Argo launched the investigation only after receiving the SEC subpoena and following earlier accusations made by activist fund Voce Capital Management, which owns a 5.4 percent stake in Argo’s shares. According to Voce, Argo’s CEO misused corporate assets, like company-owned aircraft and housing. “Earlier this year, Voce published a detailed case demonstrating that a culture of indulgence, entrenchment, and failed oversight has plagued Argo under the aegis of the current board,” Voce said in a press release, issued Oct. 14.
Beginning with a public letter to shareholders on Feb. 25 and supported by a number of subsequent communications, including Voce’s 131-page white paper, “Righting the Ship,” Voce said it has “chronicled Argo’s decrepit corporate governance, particularly as it relates to the board’s lack of proper oversight of management and the absence of any delineation between corporate assets and priorities and those of management. We also called for ‘a top-to-bottom investigation of Argo’s corporate governance practices.’ ”
In August, Voce reached out to Argo’s board to request a meeting with its independent directors. “In the ensuing discussions, Voce made a series of proposals to restructure Argo’s board and reform its corporate governance,” Voce said. “While the tenor of the discussions has been polite and professional, as of today Voce has been unable to reach agreement with the board.”
Among the requests made to Argo’s board included retirement of the legacy “Big 5” directors (Messrs. Gary Woods, Sedgwick Browne, Hector De Leon, Mural Josephson, and John Power), “who average nearly two decades of tenure each in board leadership roles and bear direct responsibility for what has occurred,” Voce said.
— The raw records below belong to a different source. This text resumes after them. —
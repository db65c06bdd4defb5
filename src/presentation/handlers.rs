// HTTP request handlers
use crate::domain::model_config::ModelConfig;
use crate::domain::sensor::SensorType;
use crate::error::{DashboardError, DashboardResult};
use crate::infrastructure::json_mapper::{
    chart_to_json, config_to_json, dashboard_to_json, ChartView, ConfigView, DashboardView,
};
use crate::presentation::app_state::AppState;
use axum::{
    extract::{Path, State},
    http::StatusCode,
    response::IntoResponse,
    Json,
};
use chrono::NaiveDate;
use serde::Deserialize;
use std::sync::Arc;

#[derive(Deserialize)]
pub struct WindowRequest {
    pub hours: u32,
}

#[derive(Deserialize)]
pub struct CustomRangeRequest {
    pub start: NaiveDate,
    pub end: NaiveDate,
}

#[derive(Deserialize)]
pub struct PredictionToggle {
    pub enabled: bool,
}

fn parse_sensor(id: &str) -> DashboardResult<SensorType> {
    SensorType::from_ui_id(id).ok_or_else(|| DashboardError::UnknownSensor(id.to_string()))
}

/// Health check endpoint
pub async fn health_check() -> &'static str {
    "ok"
}

pub async fn get_dashboard(State(state): State<Arc<AppState>>) -> Json<DashboardView> {
    Json(dashboard_to_json(state.dashboard_service.dashboard()))
}

pub async fn get_chart(
    Path(sensor): Path<String>,
    State(state): State<Arc<AppState>>,
) -> DashboardResult<Json<ChartView>> {
    let snapshot = state.dashboard_service.chart(parse_sensor(&sensor)?)?;
    Ok(Json(chart_to_json(snapshot)))
}

/// Returns as soon as the window is recorded; charts load in the background.
pub async fn set_window(
    State(state): State<Arc<AppState>>,
    Json(request): Json<WindowRequest>,
) -> impl IntoResponse {
    state.dashboard_service.set_window(request.hours);
    (
        StatusCode::ACCEPTED,
        Json(dashboard_to_json(state.dashboard_service.dashboard())),
    )
}

pub async fn select_custom(State(state): State<Arc<AppState>>) -> impl IntoResponse {
    state.dashboard_service.select_custom();
    (
        StatusCode::ACCEPTED,
        Json(dashboard_to_json(state.dashboard_service.dashboard())),
    )
}

pub async fn set_custom_range(
    State(state): State<Arc<AppState>>,
    Json(request): Json<CustomRangeRequest>,
) -> DashboardResult<impl IntoResponse> {
    state
        .dashboard_service
        .set_custom_range(request.start, request.end)?;
    Ok((
        StatusCode::ACCEPTED,
        Json(dashboard_to_json(state.dashboard_service.dashboard())),
    ))
}

/// Retry one chart, custom range included. Waits for the fetch.
pub async fn refresh_chart(
    Path(sensor): Path<String>,
    State(state): State<Arc<AppState>>,
) -> DashboardResult<Json<ChartView>> {
    let snapshot = state
        .dashboard_service
        .refresh_chart(parse_sensor(&sensor)?)
        .await?;
    Ok(Json(chart_to_json(snapshot)))
}

/// Waits until every chart has settled.
pub async fn refresh_all(State(state): State<Arc<AppState>>) -> Json<DashboardView> {
    Json(dashboard_to_json(state.dashboard_service.refresh_all().await))
}

pub async fn set_prediction(
    Path(sensor): Path<String>,
    State(state): State<Arc<AppState>>,
    Json(toggle): Json<PredictionToggle>,
) -> DashboardResult<Json<ChartView>> {
    let snapshot = state
        .dashboard_service
        .set_prediction(parse_sensor(&sensor)?, toggle.enabled)
        .await?;
    Ok(Json(chart_to_json(snapshot)))
}

pub async fn get_prediction_config(
    Path(sensor): Path<String>,
    State(state): State<Arc<AppState>>,
) -> DashboardResult<Json<ConfigView>> {
    let config = state
        .dashboard_service
        .prediction_config(parse_sensor(&sensor)?)?;
    Ok(Json(config_to_json(config, None)))
}

pub async fn adjust_days(
    Path(sensor): Path<String>,
    State(state): State<Arc<AppState>>,
    Json(config): Json<ModelConfig>,
) -> DashboardResult<Json<ConfigView>> {
    let adjustment = state
        .dashboard_service
        .adjust_days(parse_sensor(&sensor)?, config)?;
    Ok(Json(config_to_json(adjustment.config, adjustment.notice)))
}

pub async fn save_prediction_config(
    Path(sensor): Path<String>,
    State(state): State<Arc<AppState>>,
    Json(config): Json<ModelConfig>,
) -> DashboardResult<Json<ConfigView>> {
    let saved = state
        .dashboard_service
        .save_prediction_config(parse_sensor(&sensor)?, config)
        .await?;
    Ok(Json(config_to_json(saved, None)))
}
// Dashboard domain model
use chrono::NaiveDate;

use super::model_config::ModelConfig;
use super::range::RangeSelector;
use super::sensor::SensorType;
use super::telemetry::ChartData;

#[derive(Debug, Clone, Copy, PartialEq, Eq)]
pub enum CellStatus {
    Idle,
    Loading,
    Ready,
    Error,
}

/// What the controller has told every chart to show.
#[derive(Debug, Clone, Copy, PartialEq, Eq)]
pub enum WindowSelection {
    Fixed { hours: u32 },
    /// Custom mode chosen, dates not picked yet.
    CustomPending,
    Custom { start: NaiveDate, end: NaiveDate },
}

/// Point-in-time view of one chart cell.
#[derive(Debug, Clone, PartialEq)]
pub struct ChartSnapshot {
    pub sensor: SensorType,
    pub status: CellStatus,
    pub awaiting_custom_range: bool,
    pub range: RangeSelector,
    pub chart: ChartData,
    pub error: Option<String>,
    pub prediction_enabled: bool,
    pub prediction_error: Option<String>,
    pub model_config: ModelConfig,
}

#[derive(Debug, Clone)]
pub struct Dashboard {
    pub window: WindowSelection,
    pub charts: Vec<ChartSnapshot>,
}

impl Dashboard {
    pub fn new(window: WindowSelection, charts: Vec<ChartSnapshot>) -> Self {
        Self { window, charts }
    }
}
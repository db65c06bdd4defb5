// Time window selection shared by the charts
use chrono::NaiveDate;
use serde::{Deserialize, Serialize};

use crate::error::DashboardError;

/// Span used when formatting labels for custom ranges and for "all time".
pub const WIDE_SPAN_HOURS: u32 = 720;

#[derive(Debug, Clone, Copy, PartialEq, Eq, Hash, Serialize, Deserialize)]
#[serde(tag = "mode", rename_all = "snake_case")]
pub enum RangeSelector {
    /// Trailing window in hours; 0 means all time.
    FixedWindow { hours: u32 },
    /// Absolute calendar interval, `start <= end`.
    CustomRange { start: NaiveDate, end: NaiveDate },
}

impl RangeSelector {
    pub fn fixed(hours: u32) -> Self {
        RangeSelector::FixedWindow { hours }
    }

    pub fn custom(start: NaiveDate, end: NaiveDate) -> Result<Self, DashboardError> {
        if start > end {
            return Err(DashboardError::InvalidRange { start, end });
        }
        Ok(RangeSelector::CustomRange { start, end })
    }

    pub fn is_custom(&self) -> bool {
        matches!(self, RangeSelector::CustomRange { .. })
    }

    /// Span handed to the label formatter.
    pub fn label_span_hours(&self) -> u32 {
        match self {
            RangeSelector::FixedWindow { hours: 0 } => WIDE_SPAN_HOURS,
            RangeSelector::FixedWindow { hours } => *hours,
            RangeSelector::CustomRange { .. } => WIDE_SPAN_HOURS,
        }
    }
}
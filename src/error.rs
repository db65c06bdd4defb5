// Error types shared across layers
use axum::{
    http::StatusCode,
    response::{IntoResponse, Response},
    Json,
};
use chrono::NaiveDate;
use serde_json::json;

use crate::domain::sensor::SensorType;

/// Failures talking to the backend API.
#[derive(Debug, Clone, thiserror::Error)]
pub enum ApiError {
    #[error("request failed: {0}")]
    Transport(String),

    #[error("HTTP {status}: {body}")]
    Status { status: u16, body: String },

    #[error("failed to parse response: {0}")]
    Decode(String),
}

#[derive(Debug, thiserror::Error)]
pub enum DashboardError {
    #[error("invalid range: start {start} is after end {end}")]
    InvalidRange { start: NaiveDate, end: NaiveDate },

    #[error("unknown sensor: {0}")]
    UnknownSensor(String),

    #[error("forecasts are not available for {}", .0.title())]
    ForecastUnsupported(SensorType),

    #[error("invalid prediction config")]
    Validation(Vec<String>),

    #[error("backend error: {0}")]
    Api(#[from] ApiError),

    #[error("storage error: {0}")]
    Storage(String),
}

impl IntoResponse for DashboardError {
    fn into_response(self) -> Response {
        let (status, details) = match &self {
            Self::InvalidRange { .. } | Self::ForecastUnsupported(_) => {
                (StatusCode::BAD_REQUEST, Vec::new())
            }
            Self::UnknownSensor(_) => (StatusCode::NOT_FOUND, Vec::new()),
            Self::Validation(errors) => (StatusCode::UNPROCESSABLE_ENTITY, errors.clone()),
            Self::Api(e) => {
                tracing::error!(error = %e, "Backend API error");
                (StatusCode::BAD_GATEWAY, Vec::new())
            }
            Self::Storage(msg) => {
                tracing::error!("Storage error: {msg}");
                (StatusCode::INTERNAL_SERVER_ERROR, Vec::new())
            }
        };

        let body = Json(json!({
            "error": self.to_string(),
            "details": details,
        }));

        (status, body).into_response()
    }
}

pub type DashboardResult<T> = Result<T, DashboardError>;
// Application state for HTTP handlers
use crate::application::dashboard_service::DashboardService;

#[derive(Clone)]
pub struct AppState {
    pub dashboard_service: DashboardService,
}
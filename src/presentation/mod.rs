// Presentation layer - HTTP surface over the chart engine
pub mod app_state;
pub mod handlers;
It also called for the replacement of some of the “Big 5” with new independent directors nominated by shareholders (subject to the board’s customary confirmation process).
Additionally, Voce requested the creation of a special committee, “comprised of independent directors and including at least one of the newly appointed directors, which would be tasked with not only responding to the SEC subpoena (and inquiries from any other agencies), but also with conducting a comprehensive investigation, with the assistance of an outside law firm, into any misappropriation of corporate assets, inaccurate disclosures of executive compensation and perquisites, and any other misconduct that may have occurred at Argo.” It also requests the special committee “determine the culpability, if any, of Argo’s senior management in the foregoing and provide to the full board its findings and recommendations.”
The board rejected each of these proposals.
Said Voce: “The disclosure that the company is now under federal investigation vividly illustrates the need for immediate and sweeping changes at Argo.”